**WHAT THIS TASK INVOLVES**
Give the count of lines in the entries below that contain the string "DateTime", and only that count.

**RECORDS PROVIDED**

- Opening Delimiter -

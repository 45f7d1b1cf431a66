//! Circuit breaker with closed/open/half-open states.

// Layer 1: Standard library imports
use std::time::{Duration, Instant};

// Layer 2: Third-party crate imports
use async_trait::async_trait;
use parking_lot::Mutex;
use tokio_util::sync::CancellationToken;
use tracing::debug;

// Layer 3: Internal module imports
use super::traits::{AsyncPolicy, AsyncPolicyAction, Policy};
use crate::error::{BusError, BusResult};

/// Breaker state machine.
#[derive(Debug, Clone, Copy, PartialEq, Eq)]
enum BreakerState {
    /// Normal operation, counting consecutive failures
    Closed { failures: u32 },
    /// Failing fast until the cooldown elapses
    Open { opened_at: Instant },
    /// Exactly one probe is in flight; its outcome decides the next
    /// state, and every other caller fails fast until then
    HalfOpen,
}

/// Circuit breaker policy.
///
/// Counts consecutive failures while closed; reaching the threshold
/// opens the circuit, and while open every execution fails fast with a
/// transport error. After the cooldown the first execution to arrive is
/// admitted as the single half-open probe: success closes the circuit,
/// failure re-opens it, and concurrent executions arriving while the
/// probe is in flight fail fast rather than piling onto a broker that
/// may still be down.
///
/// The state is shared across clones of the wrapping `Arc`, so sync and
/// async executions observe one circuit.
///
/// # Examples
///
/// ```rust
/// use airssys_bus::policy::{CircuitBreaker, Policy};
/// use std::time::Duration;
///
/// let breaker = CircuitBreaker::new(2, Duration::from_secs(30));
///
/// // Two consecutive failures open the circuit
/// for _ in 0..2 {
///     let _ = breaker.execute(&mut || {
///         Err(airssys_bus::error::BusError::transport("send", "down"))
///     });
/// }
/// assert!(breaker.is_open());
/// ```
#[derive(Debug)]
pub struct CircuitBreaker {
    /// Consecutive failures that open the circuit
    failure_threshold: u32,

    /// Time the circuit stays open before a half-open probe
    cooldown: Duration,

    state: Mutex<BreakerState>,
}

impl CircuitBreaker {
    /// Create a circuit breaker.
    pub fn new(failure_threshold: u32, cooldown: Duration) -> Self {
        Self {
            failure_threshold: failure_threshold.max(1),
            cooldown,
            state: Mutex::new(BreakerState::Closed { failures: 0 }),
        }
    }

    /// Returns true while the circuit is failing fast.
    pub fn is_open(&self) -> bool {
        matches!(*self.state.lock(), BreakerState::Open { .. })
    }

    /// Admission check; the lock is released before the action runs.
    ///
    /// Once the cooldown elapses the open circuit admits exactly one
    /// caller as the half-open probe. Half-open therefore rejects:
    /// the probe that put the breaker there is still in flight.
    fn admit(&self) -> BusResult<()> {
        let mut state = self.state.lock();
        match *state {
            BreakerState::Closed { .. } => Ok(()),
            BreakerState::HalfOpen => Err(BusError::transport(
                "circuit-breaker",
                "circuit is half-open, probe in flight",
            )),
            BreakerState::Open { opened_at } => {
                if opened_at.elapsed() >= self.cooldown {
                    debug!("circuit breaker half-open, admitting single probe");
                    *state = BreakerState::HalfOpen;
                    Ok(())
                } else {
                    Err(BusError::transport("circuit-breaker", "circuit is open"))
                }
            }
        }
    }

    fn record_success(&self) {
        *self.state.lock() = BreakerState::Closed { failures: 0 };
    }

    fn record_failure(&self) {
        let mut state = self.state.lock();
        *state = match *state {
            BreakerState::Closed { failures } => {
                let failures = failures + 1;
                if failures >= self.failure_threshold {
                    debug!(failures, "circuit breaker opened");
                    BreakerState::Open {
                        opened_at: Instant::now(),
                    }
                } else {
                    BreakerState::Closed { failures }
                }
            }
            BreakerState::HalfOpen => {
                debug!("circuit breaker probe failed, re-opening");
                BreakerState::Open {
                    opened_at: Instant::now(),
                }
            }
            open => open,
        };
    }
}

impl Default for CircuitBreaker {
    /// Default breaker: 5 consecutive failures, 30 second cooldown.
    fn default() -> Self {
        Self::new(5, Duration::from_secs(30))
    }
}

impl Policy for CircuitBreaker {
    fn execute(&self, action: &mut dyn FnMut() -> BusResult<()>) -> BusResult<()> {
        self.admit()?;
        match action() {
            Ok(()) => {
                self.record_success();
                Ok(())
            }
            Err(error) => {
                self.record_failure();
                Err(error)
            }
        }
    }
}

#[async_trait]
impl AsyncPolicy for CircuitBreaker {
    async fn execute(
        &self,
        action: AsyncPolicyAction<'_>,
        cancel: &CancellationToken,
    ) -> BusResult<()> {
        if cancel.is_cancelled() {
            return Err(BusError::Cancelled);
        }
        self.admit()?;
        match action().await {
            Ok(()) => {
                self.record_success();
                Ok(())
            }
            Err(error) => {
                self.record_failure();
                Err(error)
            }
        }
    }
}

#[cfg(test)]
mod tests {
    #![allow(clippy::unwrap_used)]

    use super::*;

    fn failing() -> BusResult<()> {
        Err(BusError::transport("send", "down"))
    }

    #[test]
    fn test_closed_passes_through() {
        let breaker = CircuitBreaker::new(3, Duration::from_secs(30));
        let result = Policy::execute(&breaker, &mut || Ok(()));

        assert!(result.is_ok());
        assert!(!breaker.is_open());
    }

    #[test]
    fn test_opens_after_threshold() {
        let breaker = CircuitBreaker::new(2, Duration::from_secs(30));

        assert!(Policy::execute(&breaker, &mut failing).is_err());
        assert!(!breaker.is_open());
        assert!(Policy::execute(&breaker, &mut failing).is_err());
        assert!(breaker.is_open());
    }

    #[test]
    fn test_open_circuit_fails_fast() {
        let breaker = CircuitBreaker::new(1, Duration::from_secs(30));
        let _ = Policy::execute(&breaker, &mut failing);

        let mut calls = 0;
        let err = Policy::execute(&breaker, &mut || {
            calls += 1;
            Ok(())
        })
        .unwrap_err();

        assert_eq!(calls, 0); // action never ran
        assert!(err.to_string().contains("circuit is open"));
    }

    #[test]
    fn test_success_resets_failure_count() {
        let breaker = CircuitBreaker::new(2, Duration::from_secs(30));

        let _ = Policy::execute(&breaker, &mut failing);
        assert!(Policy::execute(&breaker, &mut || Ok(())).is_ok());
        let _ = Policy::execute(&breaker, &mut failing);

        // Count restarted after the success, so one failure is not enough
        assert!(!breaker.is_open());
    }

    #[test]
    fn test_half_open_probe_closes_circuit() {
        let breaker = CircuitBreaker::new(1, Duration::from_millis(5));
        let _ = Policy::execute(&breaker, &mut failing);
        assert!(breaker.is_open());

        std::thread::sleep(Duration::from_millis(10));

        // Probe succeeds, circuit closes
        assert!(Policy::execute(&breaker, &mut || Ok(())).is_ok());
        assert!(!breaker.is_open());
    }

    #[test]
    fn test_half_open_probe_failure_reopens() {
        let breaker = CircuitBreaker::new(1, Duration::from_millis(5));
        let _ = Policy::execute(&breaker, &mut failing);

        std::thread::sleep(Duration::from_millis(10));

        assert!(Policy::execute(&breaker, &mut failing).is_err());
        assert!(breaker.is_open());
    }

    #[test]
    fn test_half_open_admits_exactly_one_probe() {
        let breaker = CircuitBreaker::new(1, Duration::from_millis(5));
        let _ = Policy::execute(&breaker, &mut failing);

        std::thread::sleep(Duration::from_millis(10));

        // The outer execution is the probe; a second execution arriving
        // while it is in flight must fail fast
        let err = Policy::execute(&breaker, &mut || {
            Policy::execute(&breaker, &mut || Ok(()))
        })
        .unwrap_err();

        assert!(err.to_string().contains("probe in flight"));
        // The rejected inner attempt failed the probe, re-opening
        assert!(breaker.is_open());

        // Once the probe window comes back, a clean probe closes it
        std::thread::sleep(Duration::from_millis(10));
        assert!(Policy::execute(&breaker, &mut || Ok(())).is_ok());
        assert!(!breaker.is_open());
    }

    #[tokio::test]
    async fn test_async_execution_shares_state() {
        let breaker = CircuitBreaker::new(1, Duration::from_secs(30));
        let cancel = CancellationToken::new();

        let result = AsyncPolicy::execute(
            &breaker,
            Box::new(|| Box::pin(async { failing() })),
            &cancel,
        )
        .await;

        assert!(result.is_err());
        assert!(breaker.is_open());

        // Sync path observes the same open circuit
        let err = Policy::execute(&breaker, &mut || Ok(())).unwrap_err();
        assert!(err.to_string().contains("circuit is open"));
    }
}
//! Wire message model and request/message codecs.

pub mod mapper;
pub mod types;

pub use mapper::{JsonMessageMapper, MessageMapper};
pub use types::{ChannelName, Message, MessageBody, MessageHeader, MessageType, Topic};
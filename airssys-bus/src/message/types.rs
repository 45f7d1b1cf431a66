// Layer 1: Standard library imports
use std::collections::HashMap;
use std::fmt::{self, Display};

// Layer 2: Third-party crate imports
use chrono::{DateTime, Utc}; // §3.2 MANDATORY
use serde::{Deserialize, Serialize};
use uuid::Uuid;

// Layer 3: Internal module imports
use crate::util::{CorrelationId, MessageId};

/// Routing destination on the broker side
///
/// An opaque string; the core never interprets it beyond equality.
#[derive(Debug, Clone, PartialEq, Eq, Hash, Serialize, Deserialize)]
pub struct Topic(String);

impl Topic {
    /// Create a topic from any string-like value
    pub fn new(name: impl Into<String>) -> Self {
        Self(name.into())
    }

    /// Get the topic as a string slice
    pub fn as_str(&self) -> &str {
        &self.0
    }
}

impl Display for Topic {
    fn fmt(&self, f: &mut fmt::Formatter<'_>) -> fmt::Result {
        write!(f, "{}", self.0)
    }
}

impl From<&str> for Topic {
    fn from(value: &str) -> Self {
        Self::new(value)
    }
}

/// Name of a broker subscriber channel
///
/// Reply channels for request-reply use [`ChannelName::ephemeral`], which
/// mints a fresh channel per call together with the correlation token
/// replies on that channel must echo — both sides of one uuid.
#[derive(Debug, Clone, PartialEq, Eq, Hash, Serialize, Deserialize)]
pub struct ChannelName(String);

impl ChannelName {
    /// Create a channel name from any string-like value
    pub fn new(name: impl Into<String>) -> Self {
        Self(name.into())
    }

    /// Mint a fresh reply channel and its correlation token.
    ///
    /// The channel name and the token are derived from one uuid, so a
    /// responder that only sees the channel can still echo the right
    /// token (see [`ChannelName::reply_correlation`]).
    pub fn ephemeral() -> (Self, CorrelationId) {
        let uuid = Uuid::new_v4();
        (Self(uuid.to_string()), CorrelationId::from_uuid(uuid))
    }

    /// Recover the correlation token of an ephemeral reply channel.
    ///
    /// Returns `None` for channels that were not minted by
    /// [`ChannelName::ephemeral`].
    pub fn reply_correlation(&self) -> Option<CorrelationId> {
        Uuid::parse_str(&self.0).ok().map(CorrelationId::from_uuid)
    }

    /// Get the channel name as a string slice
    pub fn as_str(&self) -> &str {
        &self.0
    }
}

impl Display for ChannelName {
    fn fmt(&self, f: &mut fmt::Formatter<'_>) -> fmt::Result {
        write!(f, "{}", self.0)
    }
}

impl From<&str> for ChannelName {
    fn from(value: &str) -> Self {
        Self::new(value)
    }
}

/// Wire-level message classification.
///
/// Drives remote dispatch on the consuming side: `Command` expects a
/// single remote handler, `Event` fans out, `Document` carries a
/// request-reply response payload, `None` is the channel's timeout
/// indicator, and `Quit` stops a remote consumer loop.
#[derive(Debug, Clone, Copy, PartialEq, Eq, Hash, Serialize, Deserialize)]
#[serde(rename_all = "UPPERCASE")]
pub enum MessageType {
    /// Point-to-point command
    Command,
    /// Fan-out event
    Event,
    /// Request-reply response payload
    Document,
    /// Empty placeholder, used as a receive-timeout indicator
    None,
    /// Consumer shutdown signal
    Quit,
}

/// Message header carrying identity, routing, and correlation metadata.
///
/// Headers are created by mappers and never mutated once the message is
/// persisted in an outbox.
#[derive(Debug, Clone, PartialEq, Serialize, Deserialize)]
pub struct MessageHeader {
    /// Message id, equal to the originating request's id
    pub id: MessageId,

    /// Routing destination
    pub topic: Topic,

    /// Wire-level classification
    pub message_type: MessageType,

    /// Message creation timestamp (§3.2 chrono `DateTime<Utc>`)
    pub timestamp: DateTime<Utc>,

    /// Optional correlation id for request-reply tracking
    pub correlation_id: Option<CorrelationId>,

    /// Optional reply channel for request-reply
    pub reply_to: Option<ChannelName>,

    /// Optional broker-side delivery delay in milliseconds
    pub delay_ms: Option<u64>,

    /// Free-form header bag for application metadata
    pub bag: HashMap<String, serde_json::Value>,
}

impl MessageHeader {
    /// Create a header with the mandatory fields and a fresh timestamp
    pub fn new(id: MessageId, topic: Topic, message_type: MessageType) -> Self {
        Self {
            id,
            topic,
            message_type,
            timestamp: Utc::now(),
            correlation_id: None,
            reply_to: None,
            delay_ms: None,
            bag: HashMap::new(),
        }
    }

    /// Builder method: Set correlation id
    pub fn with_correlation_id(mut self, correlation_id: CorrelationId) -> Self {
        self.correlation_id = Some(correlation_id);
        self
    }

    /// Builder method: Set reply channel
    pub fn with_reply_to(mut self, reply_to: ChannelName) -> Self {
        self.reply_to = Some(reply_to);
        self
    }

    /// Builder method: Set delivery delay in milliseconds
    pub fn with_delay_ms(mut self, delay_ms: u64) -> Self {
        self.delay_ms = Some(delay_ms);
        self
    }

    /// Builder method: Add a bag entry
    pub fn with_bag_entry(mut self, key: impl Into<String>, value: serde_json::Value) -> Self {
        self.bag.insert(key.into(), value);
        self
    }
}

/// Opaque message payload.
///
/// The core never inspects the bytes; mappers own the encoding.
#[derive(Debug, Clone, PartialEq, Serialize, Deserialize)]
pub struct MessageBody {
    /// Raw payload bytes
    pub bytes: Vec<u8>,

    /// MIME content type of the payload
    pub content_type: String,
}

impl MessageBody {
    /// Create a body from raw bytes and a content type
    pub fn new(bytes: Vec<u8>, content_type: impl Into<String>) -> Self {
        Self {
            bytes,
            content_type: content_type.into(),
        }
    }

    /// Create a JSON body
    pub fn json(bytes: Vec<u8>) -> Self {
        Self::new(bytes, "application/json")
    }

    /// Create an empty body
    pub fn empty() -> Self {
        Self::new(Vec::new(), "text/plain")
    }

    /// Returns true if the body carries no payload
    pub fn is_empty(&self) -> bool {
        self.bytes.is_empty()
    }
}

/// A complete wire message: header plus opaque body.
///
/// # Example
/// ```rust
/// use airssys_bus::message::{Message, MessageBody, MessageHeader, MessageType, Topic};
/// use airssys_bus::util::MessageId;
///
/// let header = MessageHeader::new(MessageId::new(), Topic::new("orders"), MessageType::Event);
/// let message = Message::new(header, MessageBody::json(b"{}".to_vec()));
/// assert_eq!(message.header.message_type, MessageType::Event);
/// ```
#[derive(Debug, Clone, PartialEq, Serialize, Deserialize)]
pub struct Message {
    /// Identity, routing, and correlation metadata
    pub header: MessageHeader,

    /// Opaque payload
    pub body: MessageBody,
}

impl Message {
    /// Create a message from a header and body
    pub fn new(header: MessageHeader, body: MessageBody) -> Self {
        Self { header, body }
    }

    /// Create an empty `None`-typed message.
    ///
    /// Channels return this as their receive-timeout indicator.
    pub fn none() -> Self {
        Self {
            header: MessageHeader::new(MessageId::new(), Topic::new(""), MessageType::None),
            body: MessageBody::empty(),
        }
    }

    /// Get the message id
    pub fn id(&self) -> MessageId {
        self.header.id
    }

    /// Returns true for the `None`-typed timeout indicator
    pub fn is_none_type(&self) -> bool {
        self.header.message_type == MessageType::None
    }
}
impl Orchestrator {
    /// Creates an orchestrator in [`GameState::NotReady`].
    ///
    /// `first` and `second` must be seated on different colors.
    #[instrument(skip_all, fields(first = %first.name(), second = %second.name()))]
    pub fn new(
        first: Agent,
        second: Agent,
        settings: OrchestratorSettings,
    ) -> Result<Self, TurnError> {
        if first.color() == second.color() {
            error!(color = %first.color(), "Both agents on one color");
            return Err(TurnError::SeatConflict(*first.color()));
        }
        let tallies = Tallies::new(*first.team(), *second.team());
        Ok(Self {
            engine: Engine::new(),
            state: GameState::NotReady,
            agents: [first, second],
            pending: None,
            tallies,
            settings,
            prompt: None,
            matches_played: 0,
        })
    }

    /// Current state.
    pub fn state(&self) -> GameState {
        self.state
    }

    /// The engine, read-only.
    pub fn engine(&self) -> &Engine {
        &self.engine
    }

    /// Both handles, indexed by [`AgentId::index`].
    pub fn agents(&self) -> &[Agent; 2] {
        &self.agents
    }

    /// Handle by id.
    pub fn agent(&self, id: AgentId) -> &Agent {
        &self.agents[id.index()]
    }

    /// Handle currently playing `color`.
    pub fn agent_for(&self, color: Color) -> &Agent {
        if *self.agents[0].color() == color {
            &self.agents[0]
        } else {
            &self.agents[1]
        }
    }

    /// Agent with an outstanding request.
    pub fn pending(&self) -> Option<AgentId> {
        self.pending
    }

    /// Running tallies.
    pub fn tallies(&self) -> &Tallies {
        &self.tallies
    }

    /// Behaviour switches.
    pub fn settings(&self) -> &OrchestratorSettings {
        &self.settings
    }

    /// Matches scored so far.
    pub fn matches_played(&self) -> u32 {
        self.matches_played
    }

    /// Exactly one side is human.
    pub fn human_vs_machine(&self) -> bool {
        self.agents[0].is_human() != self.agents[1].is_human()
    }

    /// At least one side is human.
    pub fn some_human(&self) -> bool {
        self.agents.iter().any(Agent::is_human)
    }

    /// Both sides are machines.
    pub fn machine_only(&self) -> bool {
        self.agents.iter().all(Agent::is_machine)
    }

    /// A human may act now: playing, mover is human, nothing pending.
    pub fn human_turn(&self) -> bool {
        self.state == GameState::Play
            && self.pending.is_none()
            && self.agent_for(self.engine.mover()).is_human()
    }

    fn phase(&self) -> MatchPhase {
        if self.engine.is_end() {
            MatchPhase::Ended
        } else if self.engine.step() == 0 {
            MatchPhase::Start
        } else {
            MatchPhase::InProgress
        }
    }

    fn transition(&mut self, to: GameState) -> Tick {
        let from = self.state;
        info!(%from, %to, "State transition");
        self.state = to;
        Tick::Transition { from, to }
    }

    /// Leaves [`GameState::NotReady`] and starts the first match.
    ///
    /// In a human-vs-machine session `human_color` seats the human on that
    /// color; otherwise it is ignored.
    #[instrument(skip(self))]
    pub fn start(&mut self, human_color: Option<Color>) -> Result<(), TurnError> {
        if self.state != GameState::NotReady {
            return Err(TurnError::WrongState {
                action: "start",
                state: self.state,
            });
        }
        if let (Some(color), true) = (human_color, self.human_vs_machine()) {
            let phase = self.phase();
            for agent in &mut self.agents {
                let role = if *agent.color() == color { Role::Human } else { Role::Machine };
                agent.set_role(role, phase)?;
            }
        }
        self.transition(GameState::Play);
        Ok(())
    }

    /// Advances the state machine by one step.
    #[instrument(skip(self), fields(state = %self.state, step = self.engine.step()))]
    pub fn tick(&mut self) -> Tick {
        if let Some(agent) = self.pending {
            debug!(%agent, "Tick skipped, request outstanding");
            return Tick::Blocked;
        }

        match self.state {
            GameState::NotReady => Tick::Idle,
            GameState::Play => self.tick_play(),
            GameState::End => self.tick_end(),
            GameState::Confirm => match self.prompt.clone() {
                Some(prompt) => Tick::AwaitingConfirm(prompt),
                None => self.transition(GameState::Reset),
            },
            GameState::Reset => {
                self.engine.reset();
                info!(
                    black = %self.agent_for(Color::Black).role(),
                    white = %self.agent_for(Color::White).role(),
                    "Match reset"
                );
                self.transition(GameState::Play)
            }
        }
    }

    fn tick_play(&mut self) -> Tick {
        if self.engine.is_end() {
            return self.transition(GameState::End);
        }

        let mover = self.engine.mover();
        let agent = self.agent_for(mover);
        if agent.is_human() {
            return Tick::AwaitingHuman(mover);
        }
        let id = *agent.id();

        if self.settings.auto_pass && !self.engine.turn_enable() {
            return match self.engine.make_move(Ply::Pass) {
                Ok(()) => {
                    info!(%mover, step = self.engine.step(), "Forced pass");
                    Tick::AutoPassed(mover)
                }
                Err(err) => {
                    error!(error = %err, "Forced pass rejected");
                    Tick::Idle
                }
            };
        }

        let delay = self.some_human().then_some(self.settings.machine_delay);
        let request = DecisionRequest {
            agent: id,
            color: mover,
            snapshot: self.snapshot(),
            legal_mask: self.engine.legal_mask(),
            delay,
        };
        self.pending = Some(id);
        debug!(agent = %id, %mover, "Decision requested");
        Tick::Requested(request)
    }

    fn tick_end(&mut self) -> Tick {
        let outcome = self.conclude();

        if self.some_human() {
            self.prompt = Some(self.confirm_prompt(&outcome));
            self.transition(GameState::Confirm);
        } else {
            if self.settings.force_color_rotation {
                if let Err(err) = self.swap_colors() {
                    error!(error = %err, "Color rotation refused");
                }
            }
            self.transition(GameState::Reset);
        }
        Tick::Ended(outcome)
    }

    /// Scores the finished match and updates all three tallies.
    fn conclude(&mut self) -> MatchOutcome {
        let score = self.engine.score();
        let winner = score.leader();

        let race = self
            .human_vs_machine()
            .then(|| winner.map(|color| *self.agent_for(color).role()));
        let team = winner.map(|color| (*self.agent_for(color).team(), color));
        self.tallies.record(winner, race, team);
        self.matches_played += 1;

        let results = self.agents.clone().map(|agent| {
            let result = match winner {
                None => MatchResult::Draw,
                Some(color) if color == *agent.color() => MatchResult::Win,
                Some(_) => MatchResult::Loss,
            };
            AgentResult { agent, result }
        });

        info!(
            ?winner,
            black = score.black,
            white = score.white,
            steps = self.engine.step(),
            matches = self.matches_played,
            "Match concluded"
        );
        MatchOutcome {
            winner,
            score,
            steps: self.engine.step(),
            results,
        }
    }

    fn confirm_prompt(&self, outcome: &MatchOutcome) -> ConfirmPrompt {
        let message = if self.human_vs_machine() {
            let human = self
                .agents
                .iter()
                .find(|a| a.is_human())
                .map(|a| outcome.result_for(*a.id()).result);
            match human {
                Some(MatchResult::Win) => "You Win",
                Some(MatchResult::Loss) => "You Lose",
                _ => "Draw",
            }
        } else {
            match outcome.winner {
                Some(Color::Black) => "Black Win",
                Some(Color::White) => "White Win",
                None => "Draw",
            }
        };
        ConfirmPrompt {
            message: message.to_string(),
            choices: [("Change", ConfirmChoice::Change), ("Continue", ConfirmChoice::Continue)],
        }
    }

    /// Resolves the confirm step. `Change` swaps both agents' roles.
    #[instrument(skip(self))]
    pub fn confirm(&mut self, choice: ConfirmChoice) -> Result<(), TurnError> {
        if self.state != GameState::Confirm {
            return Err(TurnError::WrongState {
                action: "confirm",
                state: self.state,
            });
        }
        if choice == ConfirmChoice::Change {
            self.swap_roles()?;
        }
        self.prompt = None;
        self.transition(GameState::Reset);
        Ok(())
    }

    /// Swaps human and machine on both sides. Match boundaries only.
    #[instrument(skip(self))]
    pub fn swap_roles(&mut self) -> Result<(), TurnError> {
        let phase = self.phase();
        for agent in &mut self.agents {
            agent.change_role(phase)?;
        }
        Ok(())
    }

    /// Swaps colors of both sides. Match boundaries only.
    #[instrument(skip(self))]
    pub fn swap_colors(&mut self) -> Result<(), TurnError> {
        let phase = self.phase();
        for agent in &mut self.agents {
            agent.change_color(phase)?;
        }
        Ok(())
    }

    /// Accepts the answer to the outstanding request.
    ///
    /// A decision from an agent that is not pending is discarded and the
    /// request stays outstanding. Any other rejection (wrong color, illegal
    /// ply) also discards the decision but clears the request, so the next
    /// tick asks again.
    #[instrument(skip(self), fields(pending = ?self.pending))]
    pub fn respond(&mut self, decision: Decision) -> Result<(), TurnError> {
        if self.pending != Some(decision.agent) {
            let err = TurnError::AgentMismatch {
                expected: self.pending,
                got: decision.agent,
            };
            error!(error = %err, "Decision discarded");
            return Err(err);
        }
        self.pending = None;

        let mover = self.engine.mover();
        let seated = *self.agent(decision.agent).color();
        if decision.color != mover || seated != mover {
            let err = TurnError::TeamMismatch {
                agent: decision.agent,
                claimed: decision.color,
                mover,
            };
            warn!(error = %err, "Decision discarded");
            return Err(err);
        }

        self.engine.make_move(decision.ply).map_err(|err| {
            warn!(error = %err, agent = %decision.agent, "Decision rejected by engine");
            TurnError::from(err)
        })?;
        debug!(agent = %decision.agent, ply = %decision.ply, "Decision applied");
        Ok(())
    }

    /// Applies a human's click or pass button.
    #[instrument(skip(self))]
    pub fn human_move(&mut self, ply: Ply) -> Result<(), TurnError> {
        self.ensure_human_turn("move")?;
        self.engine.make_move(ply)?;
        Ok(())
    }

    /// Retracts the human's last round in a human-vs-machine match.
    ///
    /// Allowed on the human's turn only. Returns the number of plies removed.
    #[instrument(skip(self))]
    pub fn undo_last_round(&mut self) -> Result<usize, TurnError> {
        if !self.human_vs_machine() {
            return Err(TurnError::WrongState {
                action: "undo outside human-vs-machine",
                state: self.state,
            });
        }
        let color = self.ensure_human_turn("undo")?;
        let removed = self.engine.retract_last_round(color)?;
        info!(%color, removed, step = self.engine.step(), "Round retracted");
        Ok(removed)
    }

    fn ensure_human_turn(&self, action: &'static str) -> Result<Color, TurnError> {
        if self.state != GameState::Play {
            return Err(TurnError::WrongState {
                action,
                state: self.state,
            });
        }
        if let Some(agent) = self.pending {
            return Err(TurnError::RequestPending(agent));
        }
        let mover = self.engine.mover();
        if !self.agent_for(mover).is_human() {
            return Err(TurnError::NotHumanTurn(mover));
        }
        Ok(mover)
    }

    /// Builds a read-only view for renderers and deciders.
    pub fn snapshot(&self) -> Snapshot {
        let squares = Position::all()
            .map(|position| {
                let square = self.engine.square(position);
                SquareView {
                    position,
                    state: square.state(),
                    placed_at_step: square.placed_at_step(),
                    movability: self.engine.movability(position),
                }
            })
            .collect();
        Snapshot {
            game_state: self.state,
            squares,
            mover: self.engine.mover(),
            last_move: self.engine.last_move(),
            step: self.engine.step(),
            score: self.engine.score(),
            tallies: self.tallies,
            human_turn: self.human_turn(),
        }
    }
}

- Closing Delimiter -

**RESULT FOR THIS EXERCISE**
3